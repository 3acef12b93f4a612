//! CPE 2.3 platform-identifier decomposition.
//!
//! A CPE string looks like `cpe:2.3:a:acme:widget:1.2:*:*:*:*:*:*:*`; after
//! the literal `cpe:2.3:` prefix the colon-separated fields are part, vendor,
//! product, version. Only vendor, product and version are kept as node
//! metadata.

use serde_json::{Map, Value};
use thiserror::Error;

const CPE_PREFIX: &str = "cpe:2.3:";

#[derive(Debug, Error, PartialEq, Eq)]
pub enum CpeError {
    #[error("platform identifier does not start with `{CPE_PREFIX}`: {0:?}")]
    MissingPrefix(String),
    #[error("platform identifier has {found} fields after `{CPE_PREFIX}`, expected at least 4: {input:?}")]
    TruncatedFields { input: String, found: usize },
}

/// Vendor/product/version fields decomposed from a CPE 2.3 string.
#[derive(Debug, Clone, PartialEq, Eq)]
pub struct CpeParts {
    pub vendor: String,
    pub product: String,
    pub version: String,
}

impl CpeParts {
    pub fn into_metadata(self) -> Map<String, Value> {
        let mut metadata = Map::new();
        metadata.insert("vendor".to_string(), Value::String(self.vendor));
        metadata.insert("product".to_string(), Value::String(self.product));
        metadata.insert("version".to_string(), Value::String(self.version));
        metadata
    }
}

/// Decompose a CPE 2.3 identifier into vendor, product and version.
pub fn decompose(cpe: &str) -> Result<CpeParts, CpeError> {
    let rest = cpe
        .strip_prefix(CPE_PREFIX)
        .ok_or_else(|| CpeError::MissingPrefix(cpe.to_string()))?;
    let fields: Vec<&str> = rest.split(':').collect();
    if fields.len() < 4 {
        return Err(CpeError::TruncatedFields {
            input: cpe.to_string(),
            found: fields.len(),
        });
    }
    Ok(CpeParts {
        vendor: fields[1].to_string(),
        product: fields[2].to_string(),
        version: fields[3].to_string(),
    })
}
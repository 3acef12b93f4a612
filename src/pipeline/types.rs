//! Pipeline types and trait definitions.

use anyhow::Result;
use std::path::PathBuf;

use crate::graph::{EntityType, ThreatGraph};
use crate::registry::{IdAllocator, RegistrySet};

/// State threaded through the pipeline stages: the graph under construction,
/// the per-type identifier registries, and the shared allocator.
#[derive(Debug, Default)]
pub struct StageContext {
    /// Folder holding the source mappings and name tables
    pub input_dir: PathBuf,

    /// Folder receiving the graph and registry documents
    pub save_dir: PathBuf,

    /// Use the 2015-2020-restricted vulnerability corpus
    pub recent_cves: bool,

    pub graph: ThreatGraph,
    pub registries: RegistrySet,
    pub allocator: IdAllocator,
}

impl StageContext {
    pub fn new(input_dir: PathBuf, save_dir: PathBuf, recent_cves: bool) -> Self {
        Self {
            input_dir,
            save_dir,
            recent_cves,
            graph: ThreatGraph::new(),
            registries: RegistrySet::new(),
            allocator: IdAllocator::new(),
        }
    }
}

/// Trait for pipeline stages
pub trait BuildStage {
    /// Name of this stage
    fn name(&self) -> &str;

    /// Registries this stage creates or extends; the runner persists them
    /// after the stage completes.
    fn touches(&self) -> &'static [EntityType];

    /// Execute this stage, growing the graph and registries in place
    fn execute(&self, ctx: &mut StageContext) -> Result<()>;
}
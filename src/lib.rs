// Library exports for the NORB graph builder
pub mod cpe;
pub mod graph;
pub mod pipeline;
pub mod registry;
pub mod sources;

// Re-export key types for convenience
pub use cpe::{decompose, CpeError, CpeParts};
pub use graph::{get_or_create_node, get_or_create_tactic, EntityType, NodeAttrs, ThreatGraph};
pub use pipeline::{
    BuildOutput, BuildStage, GraphPipeline, PatternTechniqueStage, PatternWeaknessStage,
    StageContext, TacticTechniqueStage, VulnerabilityStage,
};
pub use registry::{IdAllocator, IdRegistry, RegistrySet};
//! Synthetic identifier allocation and per-entity-type registries.
//!
//! Every entity encountered by the pipeline gets one 5-digit zero-padded
//! synthetic identifier from a single shared counter. Each entity type keeps
//! its own registry mapping the source taxonomy's original identifier (or,
//! for tactics, the tactic name) to the synthetic identifier.

use anyhow::{Context, Result};
use indexmap::IndexMap;
use serde::{Deserialize, Serialize};
use std::fs::{self, File};
use std::io::BufWriter;
use std::path::Path;
use tracing::debug;

use crate::graph::EntityType;

/// Subdirectory under the save path holding the per-type registry documents.
pub const REGISTRY_DIR: &str = "NORB/original_id_to_norb_id";

/// Issues fresh synthetic identifiers from one monotonic counter shared
/// across every entity type in a run.
#[derive(Debug, Default)]
pub struct IdAllocator {
    next: u32,
}

impl IdAllocator {
    pub fn new() -> Self {
        Self::default()
    }

    /// Return a fresh, previously-unused 5-digit zero-padded identifier.
    /// The first identifier issued is `"00001"`.
    pub fn allocate(&mut self) -> String {
        self.next += 1;
        format!("{:05}", self.next)
    }
}

/// Mapping from original identifier to synthetic identifier for one entity
/// type. Insertion-ordered so persisted documents are deterministic for a
/// given input.
#[derive(Debug, Default, Clone, Serialize, Deserialize)]
#[serde(transparent)]
pub struct IdRegistry {
    map: IndexMap<String, String>,
}

impl IdRegistry {
    pub fn new() -> Self {
        Self::default()
    }

    pub fn get(&self, original_id: &str) -> Option<&str> {
        self.map.get(original_id).map(String::as_str)
    }

    pub fn contains(&self, original_id: &str) -> bool {
        self.map.contains_key(original_id)
    }

    /// Return the synthetic identifier for `original_id`, allocating and
    /// recording a new one on first encounter.
    pub fn lookup_or_create(&mut self, alloc: &mut IdAllocator, original_id: &str) -> String {
        if let Some(norb_id) = self.map.get(original_id) {
            return norb_id.clone();
        }
        let norb_id = alloc.allocate();
        self.map.insert(original_id.to_string(), norb_id.clone());
        norb_id
    }

    pub fn insert(&mut self, original_id: &str, norb_id: String) {
        self.map.insert(original_id.to_string(), norb_id);
    }

    pub fn len(&self) -> usize {
        self.map.len()
    }

    pub fn is_empty(&self) -> bool {
        self.map.is_empty()
    }

    pub fn iter(&self) -> impl Iterator<Item = (&String, &String)> {
        self.map.iter()
    }
}

/// One registry per entity type, threaded through the pipeline stages in
/// memory and persisted after every stage that touches it.
#[derive(Debug, Default)]
pub struct RegistrySet {
    pub tactic: IdRegistry,
    pub technique: IdRegistry,
    pub attack_pattern: IdRegistry,
    pub weakness: IdRegistry,
    pub vulnerability: IdRegistry,
    pub platform: IdRegistry,
}

impl RegistrySet {
    pub fn new() -> Self {
        Self::default()
    }

    pub fn registry(&self, datatype: EntityType) -> &IdRegistry {
        match datatype {
            EntityType::Tactic => &self.tactic,
            EntityType::Technique => &self.technique,
            EntityType::AttackPattern => &self.attack_pattern,
            EntityType::Weakness => &self.weakness,
            EntityType::Vulnerability => &self.vulnerability,
            EntityType::Platform => &self.platform,
        }
    }

    /// Write the registries for `types` under `<save_dir>/NORB/original_id_to_norb_id/`,
    /// one flat JSON document per type, overwriting any prior content.
    pub fn persist(&self, save_dir: &Path, types: &[EntityType]) -> Result<()> {
        let dir = save_dir.join(REGISTRY_DIR);
        fs::create_dir_all(&dir)
            .with_context(|| format!("creating registry directory {}", dir.display()))?;
        for &datatype in types {
            let path = dir.join(datatype.registry_file());
            let file = File::create(&path)
                .with_context(|| format!("writing registry {}", path.display()))?;
            serde_json::to_writer(BufWriter::new(file), self.registry(datatype))
                .with_context(|| format!("serializing registry {}", path.display()))?;
            debug!(
                datatype = datatype.as_str(),
                entries = self.registry(datatype).len(),
                "persisted registry"
            );
        }
        Ok(())
    }
}

#[cfg(test)]
mod tests {
    use super::*;
    use proptest::prelude::*;
    use std::collections::HashSet;

    #[test]
    fn test_allocator_zero_pads_to_five_digits() {
        let mut alloc = IdAllocator::new();
        assert_eq!(alloc.allocate(), "00001");
        assert_eq!(alloc.allocate(), "00002");
    }

    #[test]
    fn test_allocator_is_monotonic() {
        let mut alloc = IdAllocator::new();
        let a: u32 = alloc.allocate().parse().unwrap();
        let b: u32 = alloc.allocate().parse().unwrap();
        let c: u32 = alloc.allocate().parse().unwrap();
        assert!(a < b && b < c);
    }

    #[test]
    fn test_lookup_or_create_is_stable() {
        let mut alloc = IdAllocator::new();
        let mut reg = IdRegistry::new();
        let first = reg.lookup_or_create(&mut alloc, "T1059");
        let second = reg.lookup_or_create(&mut alloc, "T1059");
        assert_eq!(first, second);
        assert_eq!(reg.len(), 1);
    }

    #[test]
    fn test_counter_is_shared_across_registries() {
        let mut alloc = IdAllocator::new();
        let mut techniques = IdRegistry::new();
        let mut weaknesses = IdRegistry::new();
        let t = techniques.lookup_or_create(&mut alloc, "T1059");
        let w = weaknesses.lookup_or_create(&mut alloc, "79");
        assert_ne!(t, w);
        assert_eq!(w, "00002");
    }

    #[test]
    fn test_persist_writes_flat_documents() {
        let mut alloc = IdAllocator::new();
        let mut set = RegistrySet::new();
        set.technique.lookup_or_create(&mut alloc, "T1059");
        set.tactic.lookup_or_create(&mut alloc, "execution");

        let dir = tempfile::tempdir().unwrap();
        set.persist(dir.path(), &[EntityType::Technique, EntityType::Tactic])
            .unwrap();

        let technique_path = dir
            .path()
            .join(REGISTRY_DIR)
            .join("technique_id_to_norb_id.json");
        let content = std::fs::read_to_string(technique_path).unwrap();
        let parsed: serde_json::Value = serde_json::from_str(&content).unwrap();
        assert_eq!(parsed["T1059"], "00001");

        let tactic_path = dir
            .path()
            .join(REGISTRY_DIR)
            .join("tactic_name_to_norb_id.json");
        let content = std::fs::read_to_string(tactic_path).unwrap();
        let parsed: serde_json::Value = serde_json::from_str(&content).unwrap();
        assert_eq!(parsed["execution"], "00002");
    }

    #[test]
    fn test_persist_overwrites_prior_content() {
        let mut alloc = IdAllocator::new();
        let mut set = RegistrySet::new();
        set.weakness.lookup_or_create(&mut alloc, "79");

        let dir = tempfile::tempdir().unwrap();
        set.persist(dir.path(), &[EntityType::Weakness]).unwrap();
        set.weakness.lookup_or_create(&mut alloc, "89");
        set.persist(dir.path(), &[EntityType::Weakness]).unwrap();

        let path = dir.path().join(REGISTRY_DIR).join("weakness_id_to_norb_id.json");
        let parsed: serde_json::Value =
            serde_json::from_str(&std::fs::read_to_string(path).unwrap()).unwrap();
        assert_eq!(parsed.as_object().unwrap().len(), 2);
    }

    proptest! {
        #[test]
        fn prop_distinct_ids_get_distinct_synthetic_ids(
            ids in proptest::collection::hash_set("[A-Z]{1,4}-?[0-9]{1,4}", 1..50)
        ) {
            let mut alloc = IdAllocator::new();
            let mut reg = IdRegistry::new();
            let mut seen = HashSet::new();
            for id in &ids {
                let norb_id = reg.lookup_or_create(&mut alloc, id);
                prop_assert_eq!(norb_id.len(), 5);
                prop_assert!(norb_id.chars().all(|c| c.is_ascii_digit()));
                prop_assert!(seen.insert(norb_id));
            }
        }
    }
}
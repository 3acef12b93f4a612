//! Stage 1 - tactic/technique edges.

use anyhow::Result;
use tracing::info;

use crate::graph::{get_or_create_node, get_or_create_tactic, EntityType};
use crate::pipeline::types::{BuildStage, StageContext};
use crate::sources::{self, NameMap, TacticMap};
use serde_json::Map;

/// Creates technique and tactic nodes and links every (technique, tactic)
/// pair. Tactics have no native identifier and are deduplicated by name.
pub struct TacticTechniqueStage;

impl BuildStage for TacticTechniqueStage {
    fn name(&self) -> &str {
        "tactic-technique"
    }

    fn touches(&self) -> &'static [EntityType] {
        &[EntityType::Technique, EntityType::Tactic]
    }

    fn execute(&self, ctx: &mut StageContext) -> Result<()> {
        let tactic_map: TacticMap = sources::load(&ctx.input_dir, sources::TACTIC_MAP)?;
        let technique_names: NameMap = sources::load(&ctx.input_dir, sources::TECHNIQUE_NAMES)?;
        info!(techniques = tactic_map.len(), "linking tactics to techniques");

        for (technique_id, tactics) in &tactic_map {
            let technique_key = get_or_create_node(
                &mut ctx.graph,
                &mut ctx.registries.technique,
                &mut ctx.allocator,
                EntityType::Technique,
                technique_id,
                Some(&technique_names),
                Map::new(),
            );
            for tactic_name in tactics {
                let tactic_key = get_or_create_tactic(
                    &mut ctx.graph,
                    &mut ctx.registries.tactic,
                    &mut ctx.allocator,
                    tactic_name,
                );
                ctx.graph.link(&tactic_key, &technique_key);
            }
        }
        Ok(())
    }
}
async fn stream_file(path: PathBuf, headers: &HeaderMap) -> ApiResult<Response> {
    let mut file = File::open(&path)
        .await
        .map_err(|_| ApiError::not_found("file not found"))?;
    let metadata = file
        .metadata()
        .await
        .map_err(|_| ApiError::not_found("file not found"))?;
    let size = metadata.len();

    let mime = MimeGuess::from_path(&path).first();
    let range = headers
        .get(header::RANGE)
        .and_then(|value| parse_range_header(value, size));

    let mut response = if let Some((start, end)) = range {
        if start >= size {
            let mut response = Response::new(Body::empty());
            *response.status_mut() = StatusCode::RANGE_NOT_SATISFIABLE;
            response.headers_mut().insert(
                header::CONTENT_RANGE,
                format!("bytes */{}", size).parse().unwrap(),
            );
            response
        } else {
            let end = end.min(size.saturating_sub(1));
            let length = end - start + 1;
            file.seek(std::io::SeekFrom::Start(start))
                .await
                .map_err(|_| ApiError::not_found("file not found"))?;
            let stream = ReaderStream::new(file.take(length));
            let mut response = Body::from_stream(stream).into_response();
            *response.status_mut() = StatusCode::PARTIAL_CONTENT;
            response.headers_mut().insert(
                header::CONTENT_RANGE,
                format!("bytes {}-{}/{}", start, end, size).parse().unwrap(),
            );
            response
                .headers_mut()
                .insert(header::CONTENT_LENGTH, length.to_string().parse().unwrap());
            response
        }
    } else {
        Body::from_stream(ReaderStream::new(file)).into_response()
    };

    response
        .headers_mut()
        .insert(header::ACCEPT_RANGES, "bytes".parse().unwrap());
    if let Some(mime) = mime
        && let Ok(value) = mime.to_string().parse()
    {
        response.headers_mut().insert(header::CONTENT_TYPE, value);
    }

    Ok(response)
}
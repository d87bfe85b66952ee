#![forbid(unsafe_code)]

//! Durable indexes backing the cache.
//!
//! Two small JSON documents live under the media root: the cache index maps
//! a normalized origin identifier to the local file that transfer produced,
//! and the playback index remembers the last watched offset per file. Both
//! are loaded once at startup and rewritten wholesale after every mutation;
//! the expected cardinality is a personal archive, so a linear scan is fine.

use anyhow::Result;
use serde::{Deserialize, Serialize, de::DeserializeOwned};
use std::fs;
use std::path::{Path, PathBuf};

pub const CACHE_INDEX_FILE: &str = "cache_index.json";
pub const PLAYBACK_INDEX_FILE: &str = "playback.json";

#[derive(Debug, Clone, PartialEq, Eq, Serialize, Deserialize)]
pub struct CacheEntry {
    pub origin: String,
    pub path: String,
}

#[derive(Debug, Clone, PartialEq, Serialize, Deserialize)]
pub struct PlaybackPosition {
    pub path: String,
    /// Seconds into the file.
    pub time: f64,
}

/// Origin identifier → cached file path.
#[derive(Debug)]
pub struct CacheIndex {
    path: PathBuf,
    entries: Vec<CacheEntry>,
}

impl CacheIndex {
    /// Loads the index document, starting empty when the file is missing and
    /// warning (but not failing) when it does not parse.
    pub fn load(path: impl Into<PathBuf>) -> Self {
        let path = path.into();
        let entries = load_records(&path);
        Self { path, entries }
    }

    pub fn lookup(&self, origin: &str) -> Option<&str> {
        self.entries
            .iter()
            .find(|entry| entry.origin == origin)
            .map(|entry| entry.path.as_str())
    }

    /// Records an origin → path mapping and persists the whole document.
    /// An existing entry for the origin is replaced rather than duplicated.
    pub fn insert(&mut self, origin: &str, file_path: &str) {
        match self
            .entries
            .iter_mut()
            .find(|entry| entry.origin == origin)
        {
            Some(entry) => entry.path = file_path.to_string(),
            None => self.entries.push(CacheEntry {
                origin: origin.to_string(),
                path: file_path.to_string(),
            }),
        }
        if let Err(err) = write_json_atomic(&self.path, &self.entries) {
            eprintln!("Failed to persist cache index: {err}");
        }
    }

    pub fn len(&self) -> usize {
        self.entries.len()
    }

    pub fn is_empty(&self) -> bool {
        self.entries.is_empty()
    }
}

/// Cached file path → last watched offset.
#[derive(Debug)]
pub struct PlaybackIndex {
    path: PathBuf,
    positions: Vec<PlaybackPosition>,
}

impl PlaybackIndex {
    pub fn load(path: impl Into<PathBuf>) -> Self {
        let path = path.into();
        let positions = load_records(&path);
        Self { path, positions }
    }

    /// Update-or-insert keyed by file path, persisted after every call.
    pub fn record(&mut self, file_path: &str, time: f64) {
        match self
            .positions
            .iter_mut()
            .find(|position| position.path == file_path)
        {
            Some(position) => position.time = time,
            None => self.positions.push(PlaybackPosition {
                path: file_path.to_string(),
                time,
            }),
        }
        if let Err(err) = write_json_atomic(&self.path, &self.positions) {
            eprintln!("Failed to persist playback index: {err}");
        }
    }

    /// Returns 0.0 for files that were never watched.
    pub fn last(&self, file_path: &str) -> f64 {
        self.positions
            .iter()
            .find(|position| position.path == file_path)
            .map(|position| position.time)
            .unwrap_or(0.0)
    }

    pub fn len(&self) -> usize {
        self.positions.len()
    }

    pub fn is_empty(&self) -> bool {
        self.positions.is_empty()
    }
}

fn load_records<T: DeserializeOwned>(path: &Path) -> Vec<T> {
    let raw = match fs::read_to_string(path) {
        Ok(raw) => raw,
        Err(_) => return Vec::new(),
    };
    match serde_json::from_str(&raw) {
        Ok(records) => records,
        Err(err) => {
            eprintln!("Ignoring malformed index file {}: {err}", path.display());
            Vec::new()
        }
    }
}

/// Serializes to a sibling `.tmp` file and renames it into place so a crash
/// mid-write never truncates the live document.
pub fn write_json_atomic<T: Serialize>(path: &Path, value: &T) -> Result<()> {
    let tmp_path = path.with_extension("tmp");
    let payload = serde_json::to_vec_pretty(value)?;
    fs::write(&tmp_path, payload)?;
    fs::rename(&tmp_path, path)?;
    Ok(())
}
+++++
Task to carry out. Set down again, word for word, the stretch of records from the line with "let file = File::create(&path)" to the line with "let a: u32 = alloc.allocate().parse().unwrap();", both of those lines included.

Answer box.
            let file = File::create(&path)
                .with_context(|| format!("writing registry {}", path.display()))?;
            serde_json::to_writer(BufWriter::new(file), self.registry(datatype))
                .with_context(|| format!("serializing registry {}", path.display()))?;
            debug!(
                datatype = datatype.as_str(),
                entries = self.registry(datatype).len(),
                "persisted registry"
            );
        }
        Ok(())
    }
}

#[cfg(test)]
mod tests {
    use super::*;
    use proptest::prelude::*;
    use std::collections::HashSet;

    #[test]
    fn test_allocator_zero_pads_to_five_digits() {
        let mut alloc = IdAllocator::new();
        assert_eq!(alloc.allocate(), "00001");
        assert_eq!(alloc.allocate(), "00002");
    }

    #[test]
    fn test_allocator_is_monotonic() {
        let mut alloc = IdAllocator::new();
        let a: u32 = alloc.allocate().parse().unwrap();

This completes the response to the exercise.